[[ RECORD SET, beginning ]]
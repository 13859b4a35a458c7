//! Hash operation handlers.
//!
//! Setup allocates a pool context, update feeds it, finish produces the
//! digest and frees it, abort frees it early. Every post-setup handler
//! reaches the context only through the pool's triple-checked lookup; a
//! handle that fails the check is an operation-level bad state, not a
//! transport error, because the request itself was well-formed.

use log::{info, warn};

use crate::call::CallRequest;
use crate::error::{RpcError, RpcResult};
use crate::service::status;

use super::{alg, CryptoOperation, CryptoProvider, HashOperation, OP_KIND_HASH};

pub(super) fn setup(p: &mut CryptoProvider, req: &mut CallRequest<'_>) -> RpcResult {
    let serializer = p
        .hash_serializer(req.encoding)
        .ok_or(RpcError::SerializationNotSupported)?;
    let alg_id = serializer.deserialize_hash_setup_req(req.request.payload())?;

    if alg_id != alg::SHA256 {
        req.set_op_status(status::NOT_SUPPORTED);
        return Ok(());
    }

    let (handle, slot) = match p.pool.alloc(OP_KIND_HASH, req.caller_id) {
        Ok(claimed) => claimed,
        Err(e) => {
            warn!("crypto[{}]: hash setup: {e}", req.caller_id);
            return Err(RpcError::ResourceFailure);
        }
    };
    *slot = CryptoOperation::Hash(HashOperation::new());

    if let Err(e) = serializer.serialize_hash_setup_resp(&mut req.response, handle) {
        p.pool.free(OP_KIND_HASH, req.caller_id, handle);
        return Err(e);
    }

    info!("crypto[{}]: hash setup -> handle {handle}", req.caller_id);
    req.set_op_status(status::SUCCESS);
    Ok(())
}

pub(super) fn update(p: &mut CryptoProvider, req: &mut CallRequest<'_>) -> RpcResult {
    let serializer = p
        .hash_serializer(req.encoding)
        .ok_or(RpcError::SerializationNotSupported)?;
    let (handle, data) = serializer.deserialize_hash_update_req(req.request.payload())?;

    match p.pool.find(OP_KIND_HASH, req.caller_id, handle) {
        Some(CryptoOperation::Hash(op)) => {
            op.update(data);
            req.set_op_status(status::SUCCESS);
        }
        _ => {
            warn!("crypto[{}]: hash update: no context {handle}", req.caller_id);
            req.set_op_status(status::BAD_STATE);
        }
    }
    Ok(())
}

pub(super) fn finish(p: &mut CryptoProvider, req: &mut CallRequest<'_>) -> RpcResult {
    let serializer = p
        .hash_serializer(req.encoding)
        .ok_or(RpcError::SerializationNotSupported)?;
    let handle = serializer.deserialize_hash_finish_req(req.request.payload())?;

    let digest = match p.pool.find(OP_KIND_HASH, req.caller_id, handle) {
        Some(CryptoOperation::Hash(op)) => op.finish(),
        _ => {
            req.set_op_status(status::BAD_STATE);
            return Ok(());
        }
    };
    // The operation is complete either way; release the slot first so a
    // response serialization failure cannot leak the context.
    p.pool.free(OP_KIND_HASH, req.caller_id, handle);

    serializer.serialize_hash_finish_resp(&mut req.response, &digest)?;
    req.set_op_status(status::SUCCESS);
    Ok(())
}

pub(super) fn abort(p: &mut CryptoProvider, req: &mut CallRequest<'_>) -> RpcResult {
    let serializer = p
        .hash_serializer(req.encoding)
        .ok_or(RpcError::SerializationNotSupported)?;
    let handle = serializer.deserialize_hash_abort_req(req.request.payload())?;

    if p.pool.free(OP_KIND_HASH, req.caller_id, handle) {
        info!("crypto[{}]: hash abort {handle}", req.caller_id);
        req.set_op_status(status::SUCCESS);
    } else {
        req.set_op_status(status::BAD_STATE);
    }
    Ok(())
}
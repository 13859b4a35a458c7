//! Packed parameter encoding for the crypto service (encoding 0).
//!
//! Each message is a fixed little-endian section followed, where the
//! operation carries variable-length data, by a TLV stream:
//!
//! ```text
//! hash_setup_in:   alg u32
//! hash_setup_out:  op_handle u32
//! hash_update_in:  op_handle u32 | TLV { DATA }
//! hash_finish_in:  op_handle u32
//! hash_finish_out: TLV { HASH }
//! hash_abort_in:   op_handle u32
//! mac_setup_in:    alg u32 | TLV { KEY }
//! mac_setup_out:   op_handle u32
//! mac_update_in:   op_handle u32 | TLV { DATA }
//! mac_sign_in:     op_handle u32
//! mac_sign_out:    TLV { MAC }
//! mac_abort_in:    op_handle u32
//! ```
//!
//! A missing DATA record decodes as zero-length data; a missing KEY record
//! is a malformed request. Unknown TLV tags are ignored on decode, which
//! is what lets newer clients add records without breaking this provider.

use crate::buffer::CallBuffer;
use crate::context_pool::OpHandle;
use crate::error::{RpcError, RpcResult};
use crate::tlv::{tlv_find, TlvWriter};

use super::{HashSerializer, MacSerializer};

/// TLV tags, scoped per message.
pub mod tag {
    pub const HASH_UPDATE_DATA: u32 = 1;
    pub const HASH_FINISH_HASH: u32 = 1;
    pub const MAC_SETUP_KEY: u32 = 1;
    pub const MAC_UPDATE_DATA: u32 = 1;
    pub const MAC_SIGN_MAC: u32 = 1;
}

const FIXED_LEN: usize = 4;

pub struct PackedCryptoSerializer;

// ── Shared fixed-section helpers ──────────────────────────────

fn read_u32(req: &[u8]) -> Result<u32, RpcError> {
    let bytes = req
        .get(..FIXED_LEN)
        .ok_or(RpcError::InvalidRequestBody)?;
    Ok(u32::from_le_bytes(bytes.try_into().unwrap_or([0; 4])))
}

fn write_handle(resp: &mut CallBuffer<'_>, op_handle: OpHandle) -> RpcResult {
    let out = resp.writable();
    if out.len() < FIXED_LEN {
        return Err(RpcError::InvalidResponseBody);
    }
    out[..FIXED_LEN].copy_from_slice(&op_handle.to_le_bytes());
    resp.set_used(FIXED_LEN).map_err(|_| RpcError::InvalidResponseBody)
}

/// `op_handle u32 | TLV { data_tag }`, data defaulting to empty.
fn read_handle_and_data(req: &[u8], data_tag: u32) -> Result<(OpHandle, &[u8]), RpcError> {
    let handle = read_u32(req)?;
    let data = tlv_find(&req[FIXED_LEN..], data_tag)
        .map_err(|_| RpcError::InvalidRequestBody)?
        .unwrap_or(&[]);
    Ok((handle, data))
}

fn write_single_record(resp: &mut CallBuffer<'_>, tag: u32, value: &[u8]) -> RpcResult {
    let mut writer = TlvWriter::new(resp.writable());
    writer
        .put(tag, value)
        .map_err(|_| RpcError::InvalidResponseBody)?;
    let used = writer.finish();
    resp.set_used(used).map_err(|_| RpcError::InvalidResponseBody)
}

// ── Hash ──────────────────────────────────────────────────────

impl HashSerializer for PackedCryptoSerializer {
    fn deserialize_hash_setup_req(&self, req: &[u8]) -> Result<u32, RpcError> {
        read_u32(req)
    }

    fn serialize_hash_setup_resp(
        &self,
        resp: &mut CallBuffer<'_>,
        op_handle: OpHandle,
    ) -> RpcResult {
        write_handle(resp, op_handle)
    }

    fn deserialize_hash_update_req<'a>(
        &self,
        req: &'a [u8],
    ) -> Result<(OpHandle, &'a [u8]), RpcError> {
        read_handle_and_data(req, tag::HASH_UPDATE_DATA)
    }

    fn deserialize_hash_finish_req(&self, req: &[u8]) -> Result<OpHandle, RpcError> {
        read_u32(req)
    }

    fn serialize_hash_finish_resp(&self, resp: &mut CallBuffer<'_>, digest: &[u8]) -> RpcResult {
        write_single_record(resp, tag::HASH_FINISH_HASH, digest)
    }

    fn deserialize_hash_abort_req(&self, req: &[u8]) -> Result<OpHandle, RpcError> {
        read_u32(req)
    }
}

// ── Mac ───────────────────────────────────────────────────────

impl MacSerializer for PackedCryptoSerializer {
    fn deserialize_mac_setup_req<'a>(&self, req: &'a [u8]) -> Result<(u32, &'a [u8]), RpcError> {
        let alg = read_u32(req)?;
        // Unlike update data, the key record is mandatory.
        let key = tlv_find(&req[FIXED_LEN..], tag::MAC_SETUP_KEY)
            .map_err(|_| RpcError::InvalidRequestBody)?
            .ok_or(RpcError::InvalidRequestBody)?;
        Ok((alg, key))
    }

    fn serialize_mac_setup_resp(
        &self,
        resp: &mut CallBuffer<'_>,
        op_handle: OpHandle,
    ) -> RpcResult {
        write_handle(resp, op_handle)
    }

    fn deserialize_mac_update_req<'a>(
        &self,
        req: &'a [u8],
    ) -> Result<(OpHandle, &'a [u8]), RpcError> {
        read_handle_and_data(req, tag::MAC_UPDATE_DATA)
    }

    fn deserialize_mac_sign_req(&self, req: &[u8]) -> Result<OpHandle, RpcError> {
        read_u32(req)
    }

    fn serialize_mac_sign_resp(&self, resp: &mut CallBuffer<'_>, tag_bytes: &[u8]) -> RpcResult {
        write_single_record(resp, tag::MAC_SIGN_MAC, tag_bytes)
    }

    fn deserialize_mac_abort_req(&self, req: &[u8]) -> Result<OpHandle, RpcError> {
        read_u32(req)
    }
}
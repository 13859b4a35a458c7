//! Operation status codes shared by the bundled service providers.
//!
//! This is the second of the two error channels: a handler that parsed its
//! parameters reports the outcome of the operation itself through one of
//! these codes, with transport status "accepted". Providers built outside
//! this crate may use any `i32` domain they wish; the RPC layer carries
//! the value opaquely.

/// The operation completed.
pub const SUCCESS: i32 = 0;

/// The operation or algorithm is not supported by this provider.
pub const NOT_SUPPORTED: i32 = -1;

/// The referenced operation context does not exist for this caller, or is
/// not in a state that permits the request.
pub const BAD_STATE: i32 = -2;

/// A request parameter was decoded but rejected.
pub const INVALID_ARGUMENT: i32 = -3;

/// The provider failed internally after accepting the parameters.
pub const INTERNAL: i32 = -4;
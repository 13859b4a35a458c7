//! Crypto service provider: incremental hash and keyed MAC operations.
//!
//! This is the reference multi-step service. Each `*_SETUP` opcode parks
//! an operation in the provider's bounded context pool and hands the
//! client an opaque handle; `*_UPDATE` calls feed data in any number of
//! steps; `*_FINISH`/`*_SIGN` produce the result and release the context;
//! `*_ABORT` releases it early. The pool's triple check (slot live, owner
//! caller id, operation kind) is what stops one session from touching
//! another session's half-finished operation.
//!
//! Hashing is SHA-256 and MACs are HMAC-SHA-256, both via the
//! `hmac-sha256` backend. The MAC context buffers its key block and wipes
//! it when the context is scrubbed.

use core::mem;

use zeroize::Zeroize;

use crate::call::{CallRequest, ENCODING_LIMIT};
use crate::context_pool::{ContextPool, OperationState};
use crate::endpoint::{CallEndpoint, DispatchTable, ServiceHandler};
use crate::error::RpcResult;

pub mod serializer;

mod hash;
mod mac;

use serializer::{HashSerializer, MacSerializer};

// ── Protocol constants ────────────────────────────────────────

pub mod opcode {
    pub const HASH_SETUP: u32 = 0x0110;
    pub const HASH_UPDATE: u32 = 0x0111;
    pub const HASH_FINISH: u32 = 0x0112;
    pub const HASH_ABORT: u32 = 0x0113;

    pub const MAC_SETUP: u32 = 0x0120;
    pub const MAC_UPDATE: u32 = 0x0121;
    pub const MAC_SIGN: u32 = 0x0122;
    pub const MAC_ABORT: u32 = 0x0123;
}

/// Algorithm identifiers carried in setup requests.
pub mod alg {
    pub const SHA256: u32 = 1;
    pub const HMAC_SHA256: u32 = 2;
}

/// Context slots per provider instance. Build-time constant: exhaustion
/// is reported as a resource failure, never grown.
pub const CRYPTO_CONTEXT_POOL_SIZE: usize = 8;

/// SHA-256 digest and HMAC tag length.
pub const DIGEST_LEN: usize = 32;

/// Largest accepted MAC key: one SHA-256 block.
pub const MAC_MAX_KEY_LEN: usize = 64;

const OP_KIND_HASH: u32 = 1;
const OP_KIND_MAC: u32 = 2;

// ── Operation state ───────────────────────────────────────────

/// Running state of an incremental hash.
pub struct HashOperation {
    hash: hmac_sha256::Hash,
}

impl HashOperation {
    fn new() -> Self {
        Self {
            hash: hmac_sha256::Hash::new(),
        }
    }

    fn update(&mut self, data: &[u8]) {
        self.hash.update(data);
    }

    /// Produce the digest and rearm the state for reuse.
    fn finish(&mut self) -> [u8; DIGEST_LEN] {
        mem::replace(&mut self.hash, hmac_sha256::Hash::new()).finalize()
    }
}

/// Running state of a keyed MAC. Holds the key block for its whole
/// lifetime; the pool scrubs it before the slot is reused.
pub struct MacOperation {
    key: [u8; MAC_MAX_KEY_LEN],
    key_len: usize,
    mac: hmac_sha256::HMAC,
}

impl MacOperation {
    /// Keys must be non-empty and at most one block long.
    fn new(key: &[u8]) -> Option<Self> {
        if key.is_empty() || key.len() > MAC_MAX_KEY_LEN {
            return None;
        }
        let mut key_buf = [0u8; MAC_MAX_KEY_LEN];
        key_buf[..key.len()].copy_from_slice(key);
        Some(Self {
            key: key_buf,
            key_len: key.len(),
            mac: hmac_sha256::HMAC::new(key),
        })
    }

    fn update(&mut self, data: &[u8]) {
        self.mac.update(data);
    }

    /// Produce the tag; the context is rearmed with the buffered key.
    fn sign(&mut self) -> [u8; DIGEST_LEN] {
        let rearmed = hmac_sha256::HMAC::new(&self.key[..self.key_len]);
        mem::replace(&mut self.mac, rearmed).finalize()
    }

    /// Wipe the key block. The pad state derived from it inside the
    /// backend's HMAC value is overwritten when the slot is reassigned.
    fn wipe(&mut self) {
        self.key.zeroize();
        self.key_len = 0;
    }

    #[cfg(test)]
    fn key_block(&self) -> &[u8] {
        &self.key
    }
}

/// Union of the operation kinds sharing the provider's pool.
pub enum CryptoOperation {
    Idle,
    Hash(HashOperation),
    Mac(MacOperation),
}

impl Default for CryptoOperation {
    fn default() -> Self {
        Self::Idle
    }
}

impl OperationState for CryptoOperation {
    fn scrub(&mut self) {
        if let Self::Mac(op) = self {
            op.wipe();
        }
        *self = Self::Idle;
    }
}

// ── Provider ──────────────────────────────────────────────────

/// Crypto call endpoint with a shared context pool for hash and mac
/// operations.
pub struct CryptoProvider {
    pool: ContextPool<CryptoOperation, CRYPTO_CONTEXT_POOL_SIZE>,
    hash_serializers: [Option<&'static dyn HashSerializer>; ENCODING_LIMIT],
    mac_serializers: [Option<&'static dyn MacSerializer>; ENCODING_LIMIT],
}

static DISPATCH: DispatchTable<CryptoProvider> = DispatchTable::new(&[
    ServiceHandler { opcode: opcode::HASH_SETUP, invoke: hash::setup },
    ServiceHandler { opcode: opcode::HASH_UPDATE, invoke: hash::update },
    ServiceHandler { opcode: opcode::HASH_FINISH, invoke: hash::finish },
    ServiceHandler { opcode: opcode::HASH_ABORT, invoke: hash::abort },
    ServiceHandler { opcode: opcode::MAC_SETUP, invoke: mac::setup },
    ServiceHandler { opcode: opcode::MAC_UPDATE, invoke: mac::update },
    ServiceHandler { opcode: opcode::MAC_SIGN, invoke: mac::sign },
    ServiceHandler { opcode: opcode::MAC_ABORT, invoke: mac::abort },
]);

impl CryptoProvider {
    pub fn new() -> Self {
        Self {
            pool: ContextPool::new(),
            hash_serializers: [None; ENCODING_LIMIT],
            mac_serializers: [None; ENCODING_LIMIT],
        }
    }

    pub fn register_hash_serializer(
        &mut self,
        encoding: u32,
        serializer: &'static dyn HashSerializer,
    ) {
        if (encoding as usize) < ENCODING_LIMIT {
            self.hash_serializers[encoding as usize] = Some(serializer);
        }
    }

    pub fn register_mac_serializer(
        &mut self,
        encoding: u32,
        serializer: &'static dyn MacSerializer,
    ) {
        if (encoding as usize) < ENCODING_LIMIT {
            self.mac_serializers[encoding as usize] = Some(serializer);
        }
    }

    /// Live operation contexts, all callers. Deployment health reporting.
    pub fn live_contexts(&self) -> usize {
        self.pool.in_use()
    }

    fn hash_serializer(&self, encoding: u32) -> Option<&'static dyn HashSerializer> {
        if (encoding as usize) < ENCODING_LIMIT {
            self.hash_serializers[encoding as usize]
        } else {
            None
        }
    }

    fn mac_serializer(&self, encoding: u32) -> Option<&'static dyn MacSerializer> {
        if (encoding as usize) < ENCODING_LIMIT {
            self.mac_serializers[encoding as usize]
        } else {
            None
        }
    }
}

impl Default for CryptoProvider {
    fn default() -> Self {
        Self::new()
    }
}

impl CallEndpoint for CryptoProvider {
    fn receive(&mut self, req: &mut CallRequest<'_>) -> RpcResult {
        DISPATCH.dispatch(self, req)
    }
}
[[ RECORD SET, end ]]
■ ACTIVITY
Look for the string "finalize" in the records, and copy every line where it is found.

■ SOLUTION TO THIS EXERCISE
        mem::replace(&mut self.hash, hmac_sha256::Hash::new()).finalize()
        mem::replace(&mut self.mac, rearmed).finalize()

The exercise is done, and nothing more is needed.